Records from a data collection
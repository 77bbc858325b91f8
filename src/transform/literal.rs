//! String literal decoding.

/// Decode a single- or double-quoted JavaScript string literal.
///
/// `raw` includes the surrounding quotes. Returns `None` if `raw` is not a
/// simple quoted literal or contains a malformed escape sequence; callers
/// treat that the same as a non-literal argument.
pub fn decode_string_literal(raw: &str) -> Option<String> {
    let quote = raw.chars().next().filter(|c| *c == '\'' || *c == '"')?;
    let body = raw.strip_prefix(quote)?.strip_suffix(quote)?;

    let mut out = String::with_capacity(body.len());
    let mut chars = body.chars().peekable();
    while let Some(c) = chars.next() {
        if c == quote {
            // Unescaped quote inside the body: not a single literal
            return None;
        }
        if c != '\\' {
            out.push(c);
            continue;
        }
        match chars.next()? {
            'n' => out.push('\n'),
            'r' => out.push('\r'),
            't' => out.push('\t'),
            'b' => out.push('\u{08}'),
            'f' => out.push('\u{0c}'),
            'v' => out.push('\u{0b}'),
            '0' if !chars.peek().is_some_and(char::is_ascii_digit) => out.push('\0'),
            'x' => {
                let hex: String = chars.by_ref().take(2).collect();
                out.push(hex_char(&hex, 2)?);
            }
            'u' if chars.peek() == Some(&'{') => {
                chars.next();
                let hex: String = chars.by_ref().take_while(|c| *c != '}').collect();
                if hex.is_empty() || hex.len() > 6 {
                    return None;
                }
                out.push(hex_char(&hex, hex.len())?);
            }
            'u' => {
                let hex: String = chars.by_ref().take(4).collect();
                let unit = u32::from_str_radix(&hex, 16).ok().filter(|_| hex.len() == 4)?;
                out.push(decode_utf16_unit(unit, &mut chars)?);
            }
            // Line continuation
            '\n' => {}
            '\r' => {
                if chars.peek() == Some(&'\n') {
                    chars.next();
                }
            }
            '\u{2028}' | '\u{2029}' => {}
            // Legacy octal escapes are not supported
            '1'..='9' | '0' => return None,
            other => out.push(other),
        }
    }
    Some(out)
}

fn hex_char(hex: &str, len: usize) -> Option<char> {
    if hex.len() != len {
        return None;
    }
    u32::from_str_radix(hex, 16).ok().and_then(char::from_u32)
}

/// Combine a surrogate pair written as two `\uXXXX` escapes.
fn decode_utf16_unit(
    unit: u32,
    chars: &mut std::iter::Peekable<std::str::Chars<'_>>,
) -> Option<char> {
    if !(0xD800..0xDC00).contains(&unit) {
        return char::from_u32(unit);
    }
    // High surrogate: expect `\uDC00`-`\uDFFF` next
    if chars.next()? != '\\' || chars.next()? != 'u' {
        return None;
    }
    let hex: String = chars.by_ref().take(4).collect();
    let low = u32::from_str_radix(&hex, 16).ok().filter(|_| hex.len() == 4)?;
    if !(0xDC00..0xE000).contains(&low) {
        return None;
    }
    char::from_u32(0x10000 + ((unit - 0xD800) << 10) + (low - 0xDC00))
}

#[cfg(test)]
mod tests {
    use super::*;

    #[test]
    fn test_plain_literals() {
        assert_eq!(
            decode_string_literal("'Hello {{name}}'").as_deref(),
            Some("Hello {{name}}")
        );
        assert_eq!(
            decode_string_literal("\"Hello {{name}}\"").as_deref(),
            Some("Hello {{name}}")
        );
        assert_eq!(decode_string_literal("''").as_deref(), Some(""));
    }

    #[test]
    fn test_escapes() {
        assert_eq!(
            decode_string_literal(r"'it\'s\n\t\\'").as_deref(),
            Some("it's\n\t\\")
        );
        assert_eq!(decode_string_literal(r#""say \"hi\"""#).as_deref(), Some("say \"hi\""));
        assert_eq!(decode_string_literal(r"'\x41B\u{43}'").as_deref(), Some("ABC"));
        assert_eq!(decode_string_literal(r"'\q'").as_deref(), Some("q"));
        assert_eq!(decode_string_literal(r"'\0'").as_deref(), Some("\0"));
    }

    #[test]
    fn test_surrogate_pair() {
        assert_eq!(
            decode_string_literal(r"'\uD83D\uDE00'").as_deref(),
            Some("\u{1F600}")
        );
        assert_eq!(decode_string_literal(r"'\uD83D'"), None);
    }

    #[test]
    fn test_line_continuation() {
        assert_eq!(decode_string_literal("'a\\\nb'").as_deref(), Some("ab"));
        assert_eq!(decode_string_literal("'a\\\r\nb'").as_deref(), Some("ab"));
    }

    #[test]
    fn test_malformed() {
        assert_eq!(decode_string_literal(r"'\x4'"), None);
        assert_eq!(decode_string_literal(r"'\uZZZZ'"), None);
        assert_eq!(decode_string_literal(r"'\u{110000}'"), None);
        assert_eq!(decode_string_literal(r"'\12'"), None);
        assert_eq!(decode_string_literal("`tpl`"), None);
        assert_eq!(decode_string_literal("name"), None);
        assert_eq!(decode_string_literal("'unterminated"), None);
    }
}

...

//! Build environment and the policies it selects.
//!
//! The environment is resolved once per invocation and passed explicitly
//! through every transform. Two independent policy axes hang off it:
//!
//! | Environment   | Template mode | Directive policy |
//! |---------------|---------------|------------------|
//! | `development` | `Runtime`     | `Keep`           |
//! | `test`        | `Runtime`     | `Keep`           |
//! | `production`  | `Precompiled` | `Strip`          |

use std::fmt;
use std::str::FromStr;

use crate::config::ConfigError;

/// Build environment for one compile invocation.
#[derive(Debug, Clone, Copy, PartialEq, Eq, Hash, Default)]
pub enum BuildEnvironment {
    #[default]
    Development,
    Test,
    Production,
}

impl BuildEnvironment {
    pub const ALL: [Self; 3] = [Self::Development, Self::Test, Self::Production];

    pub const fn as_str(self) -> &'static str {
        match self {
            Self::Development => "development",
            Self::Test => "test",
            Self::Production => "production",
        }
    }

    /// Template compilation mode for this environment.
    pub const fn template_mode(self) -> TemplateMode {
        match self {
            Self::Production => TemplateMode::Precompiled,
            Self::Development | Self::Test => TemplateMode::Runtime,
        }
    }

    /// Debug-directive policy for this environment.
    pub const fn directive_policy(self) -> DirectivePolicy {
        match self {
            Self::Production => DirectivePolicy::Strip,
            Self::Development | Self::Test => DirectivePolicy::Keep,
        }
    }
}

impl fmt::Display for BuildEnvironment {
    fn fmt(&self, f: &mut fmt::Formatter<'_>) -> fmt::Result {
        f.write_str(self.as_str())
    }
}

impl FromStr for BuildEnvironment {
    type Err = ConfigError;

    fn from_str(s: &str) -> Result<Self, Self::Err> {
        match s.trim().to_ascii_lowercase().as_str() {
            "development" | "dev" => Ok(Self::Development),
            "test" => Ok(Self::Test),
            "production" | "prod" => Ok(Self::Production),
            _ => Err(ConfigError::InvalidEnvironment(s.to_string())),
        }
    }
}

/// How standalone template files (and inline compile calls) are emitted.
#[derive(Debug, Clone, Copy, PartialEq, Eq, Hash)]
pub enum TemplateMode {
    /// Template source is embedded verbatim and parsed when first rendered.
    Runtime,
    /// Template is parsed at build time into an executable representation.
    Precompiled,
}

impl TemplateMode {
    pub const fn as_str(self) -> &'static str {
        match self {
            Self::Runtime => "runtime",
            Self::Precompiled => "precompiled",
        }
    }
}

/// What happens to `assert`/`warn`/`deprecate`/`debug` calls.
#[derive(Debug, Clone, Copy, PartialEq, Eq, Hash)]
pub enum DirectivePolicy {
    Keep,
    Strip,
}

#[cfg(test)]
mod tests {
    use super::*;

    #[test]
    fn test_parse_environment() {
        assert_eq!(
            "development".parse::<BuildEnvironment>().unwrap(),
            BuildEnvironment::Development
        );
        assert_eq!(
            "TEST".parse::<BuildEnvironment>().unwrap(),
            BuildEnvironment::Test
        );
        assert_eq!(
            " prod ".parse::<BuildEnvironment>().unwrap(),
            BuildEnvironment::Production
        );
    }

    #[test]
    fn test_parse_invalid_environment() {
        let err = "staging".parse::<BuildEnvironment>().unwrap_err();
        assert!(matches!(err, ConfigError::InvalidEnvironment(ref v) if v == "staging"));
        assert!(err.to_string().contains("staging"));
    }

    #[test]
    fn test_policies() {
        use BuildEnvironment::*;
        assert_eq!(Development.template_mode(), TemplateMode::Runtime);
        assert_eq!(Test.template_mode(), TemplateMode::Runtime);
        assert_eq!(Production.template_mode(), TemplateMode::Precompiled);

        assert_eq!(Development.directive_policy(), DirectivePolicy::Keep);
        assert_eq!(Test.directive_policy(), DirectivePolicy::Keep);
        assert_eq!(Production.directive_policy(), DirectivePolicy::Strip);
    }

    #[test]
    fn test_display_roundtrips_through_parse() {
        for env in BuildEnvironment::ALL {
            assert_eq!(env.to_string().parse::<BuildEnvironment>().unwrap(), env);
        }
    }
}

...

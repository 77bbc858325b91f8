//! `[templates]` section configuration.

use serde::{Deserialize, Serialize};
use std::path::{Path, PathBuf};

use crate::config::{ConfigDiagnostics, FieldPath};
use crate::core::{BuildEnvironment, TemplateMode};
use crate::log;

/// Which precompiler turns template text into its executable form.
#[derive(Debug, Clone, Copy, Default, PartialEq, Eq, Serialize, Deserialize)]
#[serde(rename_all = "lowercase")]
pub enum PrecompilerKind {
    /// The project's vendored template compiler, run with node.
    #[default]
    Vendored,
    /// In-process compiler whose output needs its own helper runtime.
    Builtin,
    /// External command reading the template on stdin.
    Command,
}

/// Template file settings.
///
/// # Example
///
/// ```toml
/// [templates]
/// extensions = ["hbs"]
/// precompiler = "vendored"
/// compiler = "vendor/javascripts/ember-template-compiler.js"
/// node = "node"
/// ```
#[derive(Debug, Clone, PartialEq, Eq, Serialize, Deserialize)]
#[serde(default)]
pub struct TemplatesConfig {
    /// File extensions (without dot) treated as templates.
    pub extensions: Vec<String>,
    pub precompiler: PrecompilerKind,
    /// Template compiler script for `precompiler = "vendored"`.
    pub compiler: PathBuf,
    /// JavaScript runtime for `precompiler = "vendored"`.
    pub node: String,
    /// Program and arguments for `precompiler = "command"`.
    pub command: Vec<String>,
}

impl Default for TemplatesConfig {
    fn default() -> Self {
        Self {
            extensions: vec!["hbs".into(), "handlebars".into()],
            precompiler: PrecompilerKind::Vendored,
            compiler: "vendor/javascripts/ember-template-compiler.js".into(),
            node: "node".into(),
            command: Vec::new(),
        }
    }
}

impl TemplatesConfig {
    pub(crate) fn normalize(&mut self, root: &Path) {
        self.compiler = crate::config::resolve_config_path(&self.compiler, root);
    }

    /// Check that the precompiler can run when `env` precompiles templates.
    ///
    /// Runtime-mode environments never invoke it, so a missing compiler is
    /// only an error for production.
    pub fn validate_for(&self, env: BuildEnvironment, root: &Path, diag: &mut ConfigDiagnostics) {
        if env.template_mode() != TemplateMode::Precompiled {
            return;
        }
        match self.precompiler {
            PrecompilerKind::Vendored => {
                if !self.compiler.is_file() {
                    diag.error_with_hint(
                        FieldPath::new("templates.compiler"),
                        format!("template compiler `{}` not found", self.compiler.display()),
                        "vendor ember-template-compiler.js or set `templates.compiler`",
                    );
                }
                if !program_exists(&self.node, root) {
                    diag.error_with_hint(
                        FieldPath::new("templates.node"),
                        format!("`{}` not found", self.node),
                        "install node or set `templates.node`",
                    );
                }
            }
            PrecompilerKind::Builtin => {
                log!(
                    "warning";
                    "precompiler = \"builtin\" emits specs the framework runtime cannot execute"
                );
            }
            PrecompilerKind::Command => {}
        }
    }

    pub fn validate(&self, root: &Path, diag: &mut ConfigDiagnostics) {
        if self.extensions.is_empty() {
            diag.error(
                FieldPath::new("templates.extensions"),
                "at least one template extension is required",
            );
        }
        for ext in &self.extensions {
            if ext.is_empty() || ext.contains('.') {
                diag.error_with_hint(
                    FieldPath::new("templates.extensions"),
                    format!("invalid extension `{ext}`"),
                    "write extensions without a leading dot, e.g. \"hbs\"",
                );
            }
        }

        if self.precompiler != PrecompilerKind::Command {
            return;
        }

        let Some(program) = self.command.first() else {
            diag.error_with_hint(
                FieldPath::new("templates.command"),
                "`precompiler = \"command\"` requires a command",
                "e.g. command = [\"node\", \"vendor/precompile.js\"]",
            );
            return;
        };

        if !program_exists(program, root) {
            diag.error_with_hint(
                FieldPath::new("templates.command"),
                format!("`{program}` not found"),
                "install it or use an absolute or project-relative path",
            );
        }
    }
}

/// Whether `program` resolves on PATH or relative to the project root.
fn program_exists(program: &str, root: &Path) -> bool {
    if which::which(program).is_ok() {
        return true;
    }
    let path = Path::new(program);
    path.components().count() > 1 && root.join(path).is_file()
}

Task details
Wherever the word "transform" occurs in the data above, copy the line it sits in.

Your response
filename src/transform/literal.rs
//! through every transform. Two independent policy axes hang off it:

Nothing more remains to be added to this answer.